What to do: Take the data below and repeat it exactly.

Collected data:
• • • • • • •

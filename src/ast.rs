//! Typed abstract syntax tree.
//!
//! The AST is a tree: every parent exclusively owns its children, no node
//! is shared, nothing cycles back. It exists only to be consumed by
//! [`crate::irgen`] and is dropped once lowering finishes. Every node that
//! a diagnostic could point at carries a [`Span`]; `TypeName` nodes carry
//! an already-resolved [`Type`] because the declarator-building algorithm
//! (§4.5) runs at parse time, not as a separate semantic pass.

use crate::span::Span;
use crate::types::{FloatRank, IntRank, Type};

#[derive(Debug, Clone, PartialEq, Eq)]
pub struct Ident {
    pub name: String,
    pub span: Span,
}

#[derive(Debug, Clone, Copy, PartialEq, Eq)]
pub enum ArithOp {
    Add,
    Sub,
    Mul,
    Div,
    Mod,
}

#[derive(Debug, Clone, Copy, PartialEq, Eq)]
pub enum BitwiseOp {
    And,
    Or,
    Xor,
    Shl,
    Shr,
}

#[derive(Debug, Clone, Copy, PartialEq, Eq)]
pub enum LogicalOp {
    And,
    Or,
}

#[derive(Debug, Clone, Copy, PartialEq, Eq)]
pub enum CompareOp {
    Eq,
    Ne,
    Lt,
    Le,
    Gt,
    Ge,
}

/// Binary operators partitioned by the sub-enum the precedence table and
/// the IR lowering both dispatch on (spec.md §3).
#[derive(Debug, Clone, Copy, PartialEq, Eq)]
pub enum BinaryOp {
    Arith(ArithOp),
    Bitwise(BitwiseOp),
    Logical(LogicalOp),
    Compare(CompareOp),
}

#[derive(Debug, Clone, Copy, PartialEq, Eq)]
pub enum AssignOp {
    Plain,
    Arith(ArithOp),
    Bitwise(BitwiseOp),
}

#[derive(Debug, Clone, Copy, PartialEq, Eq)]
pub enum UnaryOp {
    Plus,
    Neg,
    LogicalNot,
    BitNot,
    AddrOf,
    Deref,
}

#[derive(Debug, Clone, Copy, PartialEq, Eq)]
pub enum IncDecOp {
    Inc,
    Dec,
}

/// A parsed `type-name`: declaration-specifiers plus an (possibly
/// abstract) declarator, already folded into a concrete [`Type`] by the
/// declarator-building algorithm (spec.md §4.5) at parse time.
#[derive(Debug, Clone, PartialEq, Eq)]
pub struct TypeName {
    pub ty: Type,
    pub span: Span,
}

#[derive(Debug, Clone, PartialEq, Eq)]
pub enum Designator {
    Index(u64),
    Field(String),
}

#[derive(Debug, Clone, PartialEq, Eq)]
pub enum Initializer {
    Expr(Expr),
    List(Vec<InitItem>),
}

#[derive(Debug, Clone, PartialEq, Eq)]
pub struct InitItem {
    pub designators: Vec<Designator>,
    pub value: Initializer,
}

#[derive(Debug, Clone, PartialEq, Eq)]
pub enum Expr {
    IntLiteral { value: u128, signed: bool, rank: IntRank, span: Span },
    FloatLiteral { value_bits: u64, rank: FloatRank, span: Span },
    StringLiteral { bytes: Vec<u8>, span: Span },
    CharLiteral { value: i32, span: Span },
    Ident(Ident),
    Unary { op: UnaryOp, operand: Box<Expr>, span: Span },
    IncDec { op: IncDecOp, operand: Box<Expr>, is_post: bool, span: Span },
    Binary { op: BinaryOp, lhs: Box<Expr>, rhs: Box<Expr>, span: Span },
    Assign { op: AssignOp, target: Box<Expr>, value: Box<Expr>, span: Span },
    Ternary { cond: Box<Expr>, then_expr: Box<Expr>, else_expr: Box<Expr>, span: Span },
    Comma { lhs: Box<Expr>, rhs: Box<Expr>, span: Span },
    Call { callee: Box<Expr>, args: Vec<Expr>, span: Span },
    ArraySubscript { base: Box<Expr>, index: Box<Expr>, span: Span },
    Member { base: Box<Expr>, field: String, via_arrow: bool, span: Span },
    Cast { type_name: TypeName, operand: Box<Expr>, span: Span },
    SizeofExpr { operand: Box<Expr>, span: Span },
    SizeofType { type_name: TypeName, span: Span },
    CompoundLiteral { type_name: TypeName, initializer: Vec<InitItem>, span: Span },
    VaArg { ap: Box<Expr>, type_name: TypeName, span: Span },
}

impl Expr {
    pub fn span(&self) -> Span {
        match self {
            Expr::IntLiteral { span, .. }
            | Expr::FloatLiteral { span, .. }
            | Expr::StringLiteral { span, .. }
            | Expr::CharLiteral { span, .. }
            | Expr::Unary { span, .. }
            | Expr::IncDec { span, .. }
            | Expr::Binary { span, .. }
            | Expr::Assign { span, .. }
            | Expr::Ternary { span, .. }
            | Expr::Comma { span, .. }
            | Expr::Call { span, .. }
            | Expr::ArraySubscript { span, .. }
            | Expr::Member { span, .. }
            | Expr::Cast { span, .. }
            | Expr::SizeofExpr { span, .. }
            | Expr::SizeofType { span, .. }
            | Expr::CompoundLiteral { span, .. }
            | Expr::VaArg { span, .. } => *span,
            Expr::Ident(id) => id.span,
        }
    }
}

#[derive(Debug, Clone, PartialEq, Eq)]
pub struct ParamDecl {
    pub name: Option<String>,
    pub ty: Type,
    pub span: Span,
}

#[derive(Debug, Clone, PartialEq, Eq)]
pub struct Declaration {
    pub ty: Type,
    pub name: String,
    pub initializer: Option<Initializer>,
    pub span: Span,
}

#[derive(Debug, Clone, PartialEq, Eq)]
pub enum ForInit {
    Empty,
    Expr(Expr),
    Decl(Vec<Declaration>),
}

#[derive(Debug, Clone, PartialEq, Eq)]
pub enum BlockItem {
    Stmt(Stmt),
    Decl(Vec<Declaration>),
}

#[derive(Debug, Clone, PartialEq, Eq)]
pub enum Stmt {
    Empty(Span),
    Expr(Expr),
    Compound { items: Vec<BlockItem>, span: Span },
    If { cond: Expr, then_branch: Box<Stmt>, else_branch: Option<Box<Stmt>>, span: Span },
    Switch { cond: Expr, body: Box<Stmt>, span: Span },
    Case { value: i64, body: Box<Stmt>, span: Span },
    Default { body: Box<Stmt>, span: Span },
    While { cond: Expr, body: Box<Stmt>, span: Span },
    DoWhile { body: Box<Stmt>, cond: Expr, span: Span },
    For { init: ForInit, cond: Option<Expr>, post: Option<Expr>, body: Box<Stmt>, span: Span },
    Return { value: Option<Expr>, span: Span },
    Break(Span),
    Continue(Span),
    Goto { label: String, span: Span },
    Label { name: String, stmt: Box<Stmt>, span: Span },
}

#[derive(Debug, Clone, PartialEq, Eq)]
pub struct FunctionDefinition {
    pub ret_type: Type,
    pub name: String,
    pub params: Vec<ParamDecl>,
    pub variadic: bool,
    pub body: Stmt,
    pub span: Span,
}

#[derive(Debug, Clone, PartialEq, Eq)]
pub enum ExternalDecl {
    Declaration(Declaration),
    FunctionDefinition(FunctionDefinition),
}

#[derive(Debug, Clone, PartialEq, Eq, Default)]
pub struct TranslationUnit {
    pub decls: Vec<ExternalDecl>,
}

• • • • • • •

Exercise result:
filename src/ast.rs
//! Typed abstract syntax tree.
//!
//! The AST is a tree: every parent exclusively owns its children, no node
//! is shared, nothing cycles back. It exists only to be consumed by
//! [`crate::irgen`] and is dropped once lowering finishes. Every node that
//! a diagnostic could point at carries a [`Span`]; `TypeName` nodes carry
//! an already-resolved [`Type`] because the declarator-building algorithm
//! (§4.5) runs at parse time, not as a separate semantic pass.

use crate::span::Span;
use crate::types::{FloatRank, IntRank, Type};

#[derive(Debug, Clone, PartialEq, Eq)]
pub struct Ident {
    pub name: String,
    pub span: Span,
}

#[derive(Debug, Clone, Copy, PartialEq, Eq)]
pub enum ArithOp {
    Add,
    Sub,
    Mul,
    Div,
    Mod,
}

#[derive(Debug, Clone, Copy, PartialEq, Eq)]
pub enum BitwiseOp {
    And,
    Or,
    Xor,
    Shl,
    Shr,
}

#[derive(Debug, Clone, Copy, PartialEq, Eq)]
pub enum LogicalOp {
    And,
    Or,
}

#[derive(Debug, Clone, Copy, PartialEq, Eq)]
pub enum CompareOp {
    Eq,
    Ne,
    Lt,
    Le,
    Gt,
    Ge,
}

/// Binary operators partitioned by the sub-enum the precedence table and
/// the IR lowering both dispatch on (spec.md §3).
#[derive(Debug, Clone, Copy, PartialEq, Eq)]
pub enum BinaryOp {
    Arith(ArithOp),
    Bitwise(BitwiseOp),
    Logical(LogicalOp),
    Compare(CompareOp),
}

#[derive(Debug, Clone, Copy, PartialEq, Eq)]
pub enum AssignOp {
    Plain,
    Arith(ArithOp),
    Bitwise(BitwiseOp),
}

#[derive(Debug, Clone, Copy, PartialEq, Eq)]
pub enum UnaryOp {
    Plus,
    Neg,
    LogicalNot,
    BitNot,
    AddrOf,
    Deref,
}

#[derive(Debug, Clone, Copy, PartialEq, Eq)]
pub enum IncDecOp {
    Inc,
    Dec,
}

/// A parsed `type-name`: declaration-specifiers plus an (possibly
/// abstract) declarator, already folded into a concrete [`Type`] by the
/// declarator-building algorithm (spec.md §4.5) at parse time.
#[derive(Debug, Clone, PartialEq, Eq)]
pub struct TypeName {
    pub ty: Type,
    pub span: Span,
}

#[derive(Debug, Clone, PartialEq, Eq)]
pub enum Designator {
    Index(u64),
    Field(String),
}

#[derive(Debug, Clone, PartialEq, Eq)]
pub enum Initializer {
    Expr(Expr),
    List(Vec<InitItem>),
}

#[derive(Debug, Clone, PartialEq, Eq)]
pub struct InitItem {
    pub designators: Vec<Designator>,
    pub value: Initializer,
}

#[derive(Debug, Clone, PartialEq, Eq)]
pub enum Expr {
    IntLiteral { value: u128, signed: bool, rank: IntRank, span: Span },
    FloatLiteral { value_bits: u64, rank: FloatRank, span: Span },
    StringLiteral { bytes: Vec<u8>, span: Span },
    CharLiteral { value: i32, span: Span },
    Ident(Ident),
    Unary { op: UnaryOp, operand: Box<Expr>, span: Span },
    IncDec { op: IncDecOp, operand: Box<Expr>, is_post: bool, span: Span },
    Binary { op: BinaryOp, lhs: Box<Expr>, rhs: Box<Expr>, span: Span },
    Assign { op: AssignOp, target: Box<Expr>, value: Box<Expr>, span: Span },
    Ternary { cond: Box<Expr>, then_expr: Box<Expr>, else_expr: Box<Expr>, span: Span },
    Comma { lhs: Box<Expr>, rhs: Box<Expr>, span: Span },
    Call { callee: Box<Expr>, args: Vec<Expr>, span: Span },
    ArraySubscript { base: Box<Expr>, index: Box<Expr>, span: Span },
    Member { base: Box<Expr>, field: String, via_arrow: bool, span: Span },
    Cast { type_name: TypeName, operand: Box<Expr>, span: Span },
    SizeofExpr { operand: Box<Expr>, span: Span },
    SizeofType { type_name: TypeName, span: Span },
    CompoundLiteral { type_name: TypeName, initializer: Vec<InitItem>, span: Span },
    VaArg { ap: Box<Expr>, type_name: TypeName, span: Span },
}

impl Expr {
    pub fn span(&self) -> Span {
        match self {
            Expr::IntLiteral { span, .. }
            | Expr::FloatLiteral { span, .. }
            | Expr::StringLiteral { span, .. }
            | Expr::CharLiteral { span, .. }
            | Expr::Unary { span, .. }
            | Expr::IncDec { span, .. }
            | Expr::Binary { span, .. }
            | Expr::Assign { span, .. }
            | Expr::Ternary { span, .. }
            | Expr::Comma { span, .. }
            | Expr::Call { span, .. }
            | Expr::ArraySubscript { span, .. }
            | Expr::Member { span, .. }
            | Expr::Cast { span, .. }
            | Expr::SizeofExpr { span, .. }
            | Expr::SizeofType { span, .. }
            | Expr::CompoundLiteral { span, .. }
            | Expr::VaArg { span, .. } => *span,
            Expr::Ident(id) => id.span,
        }
    }
}

#[derive(Debug, Clone, PartialEq, Eq)]
pub struct ParamDecl {
    pub name: Option<String>,
    pub ty: Type,
    pub span: Span,
}

#[derive(Debug, Clone, PartialEq, Eq)]
pub struct Declaration {
    pub ty: Type,
    pub name: String,
    pub initializer: Option<Initializer>,
    pub span: Span,
}

#[derive(Debug, Clone, PartialEq, Eq)]
pub enum ForInit {
    Empty,
    Expr(Expr),
    Decl(Vec<Declaration>),
}

#[derive(Debug, Clone, PartialEq, Eq)]
pub enum BlockItem {
    Stmt(Stmt),
    Decl(Vec<Declaration>),
}

#[derive(Debug, Clone, PartialEq, Eq)]
pub enum Stmt {
    Empty(Span),
    Expr(Expr),
    Compound { items: Vec<BlockItem>, span: Span },
    If { cond: Expr, then_branch: Box<Stmt>, else_branch: Option<Box<Stmt>>, span: Span },
    Switch { cond: Expr, body: Box<Stmt>, span: Span },
    Case { value: i64, body: Box<Stmt>, span: Span },
    Default { body: Box<Stmt>, span: Span },
    While { cond: Expr, body: Box<Stmt>, span: Span },
    DoWhile { body: Box<Stmt>, cond: Expr, span: Span },
    For { init: ForInit, cond: Option<Expr>, post: Option<Expr>, body: Box<Stmt>, span: Span },
    Return { value: Option<Expr>, span: Span },
    Break(Span),
    Continue(Span),
    Goto { label: String, span: Span },
    Label { name: String, stmt: Box<Stmt>, span: Span },
}

#[derive(Debug, Clone, PartialEq, Eq)]
pub struct FunctionDefinition {
    pub ret_type: Type,
    pub name: String,
    pub params: Vec<ParamDecl>,
    pub variadic: bool,
    pub body: Stmt,
    pub span: Span,
}

#[derive(Debug, Clone, PartialEq, Eq)]
pub enum ExternalDecl {
    Declaration(Declaration),
    FunctionDefinition(FunctionDefinition),
}

#[derive(Debug, Clone, PartialEq, Eq, Default)]
pub struct TranslationUnit {
    pub decls: Vec<ExternalDecl>,
}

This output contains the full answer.